Delta Air Lines Airbus A220 flies for the first time
US company is the largest customer of the “ex-Bombardier CSeries” with 75 orders
On October 6, Airbus made the first flight with the Delta Air Lines A220-100 jet in Mirabel, Canada. According to the manufacturer, the inaugural flight of the jet, formerly called Bombardier CS100, lasted two hours and 53 minutes.
The flight took place only a few days after the aircraft left the paint shop. According to Airbus, the jet will continue to be tested and still need to have its interior mounted. Delta’s first A220 is scheduled to enter service from the beginning of 2019.
Delta’s order, which made a firm order for 75 aircraft in 2017, was the trigger for the crisis facing Bombardier in recent months in the United States. The country overtaxed the manufacturer’s products by as much as 300 percent as a way to protect Boeing, which complained of Canadian government subsidies to finance the production of aircraft, which were previously offered under the name CSeries.
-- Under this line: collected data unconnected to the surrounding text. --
//! Stencil Core - Hexagonal Architecture Implementation
//!
//! This crate provides the domain and application layers for resolving,
//! installing and applying project templates.
//!
//! ## Architecture Overview
//!
//! ```text
//! ┌─────────────────────────────────────────┐
//! │           stencil-cli (CLI)             │
//! │     (Implements Driving Ports)          │
//! └──────────────────┬──────────────────────┘
//!                    │ calls
//!                    ▼
//! ┌─────────────────────────────────────────┐
//! │         Application Services            │
//! │           (TemplateResolver)            │
//! └──────────────────┬──────────────────────┘
//!                    │ uses
//!                    ▼
//! ┌─────────────────────────────────────────┐
//! │      Application Ports (Traits)         │
//! │ (Filesystem, CommandRunner, Progress)   │
//! └──────────────────┬──────────────────────┘
//!                    │ implemented by
//!                    ▼
//! ┌─────────────────────────────────────────┐
//! │    stencil-adapters (Infrastructure)    │
//! │ (LocalFilesystem, ProcessRunner, etc)   │
//! └─────────────────────────────────────────┘
//!                    │
//!                    ▼
//! ┌─────────────────────────────────────────┐
//! │         Domain Layer (Pure Logic)       │
//! │ (TemplateReference, AppPackage, merge)  │
//! └─────────────────────────────────────────┘
//! ```
//!
//! ## Usage
//!
//! ```rust,ignore
//! use std::path::Path;
//! use stencil_core::{
//!     application::{InstallOptions, TemplateResolver},
//!     domain::{AppPackage, configure_app_package},
//! };
//!
//! // 1. Build the resolver with injected adapters
//! let resolver = TemplateResolver::new(filesystem, runner, reporter, InstallOptions::default());
//!
//! // 2. Resolve, read, merge, clean up
//! let own = Path::new("/opt/stencil");
//! let cwd = Path::new("/work/my-app");
//! let path = resolver.template_path("cra-template", "my-app", own, cwd)?;
//! let config = resolver.template_config(path.as_deref(), own)?;
//! let mut app = AppPackage::from_json(&std::fs::read_to_string("package.json")?)?;
//! if let Some(config) = &config {
//!     configure_app_package(&mut app, config);
//! }
//! resolver.cleanup(cwd)?;
//! # Ok::<(), stencil_core::error::StencilError>(())
//! ```

pub mod domain;

pub mod application;

pub mod error;

// Public API - what external crates should use
pub mod prelude {
    pub use crate::application::{
        InstallOptions, TemplateResolver,
        ports::{CommandRunner, Filesystem, ProgressReporter},
    };
    pub use crate::domain::{
        AppPackage, CommandLine, CommandOutcome, InstallStrategy, PackageManager, PackageSpec,
        Stdio, TemplateConfig, TemplateReference, configure_app_package,
    };
    pub use crate::error::{StencilError, StencilResult};
}

// Version info
pub const VERSION: &str = env!("CARGO_PKG_VERSION");
//! Application ports (traits) for external dependencies.
//!
//! In hexagonal architecture, ports define interfaces that the application
//! needs from the outside world. Adapters in `stencil-adapters` implement these.
//!
//! ## Port Types
//!
//! - **Driven (Output) Ports**: Called by application, implemented by infrastructure
//!   - `Filesystem`: existence checks, reads, temp directory removal
//!   - `CommandRunner`: running the package manager
//!   - `ProgressReporter`: narrating each step to the user
//!
//! - **Driving (Input) Ports**: Called by external world, implemented by application
//!   - (Defined in CLI layer, implemented by services)

pub mod output;

pub use output::{CommandRunner, Filesystem, ProgressReporter};

#[cfg(test)]
pub use output::{MockCommandRunner, MockFilesystem, MockProgressReporter};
This move prompted the creation of the joint venture between Bombardier and Airbus, which acquired majority control of the CSeries program in October 2017 and promised to build the aircraft at its factory in Alabama, USA, and thus free them from high taxes by creating more jobs in the country.
As a reflection of this action, Boeing and Embraer also began negotiations to create a new company in commercial aviation, with majority control of the American company. The definitive agreement between manufacturers should be announced in 2019.
Delta will be the first US company to operate the A220 and the fourth company in the world to receive the new Canadian jets. The jets developed by Bombardier and now under the command of Airbus already fly with the companies Swiss Air Lines, airBaltic and Korean Air.
The new A220 family already has a backlog of more than 400 aircraft. According to market research by Airbus, the segment in which the A220-100 and A220-300 jets operate from 100 to 150 seats will require at least 7,000 aircraft over the next 20 years.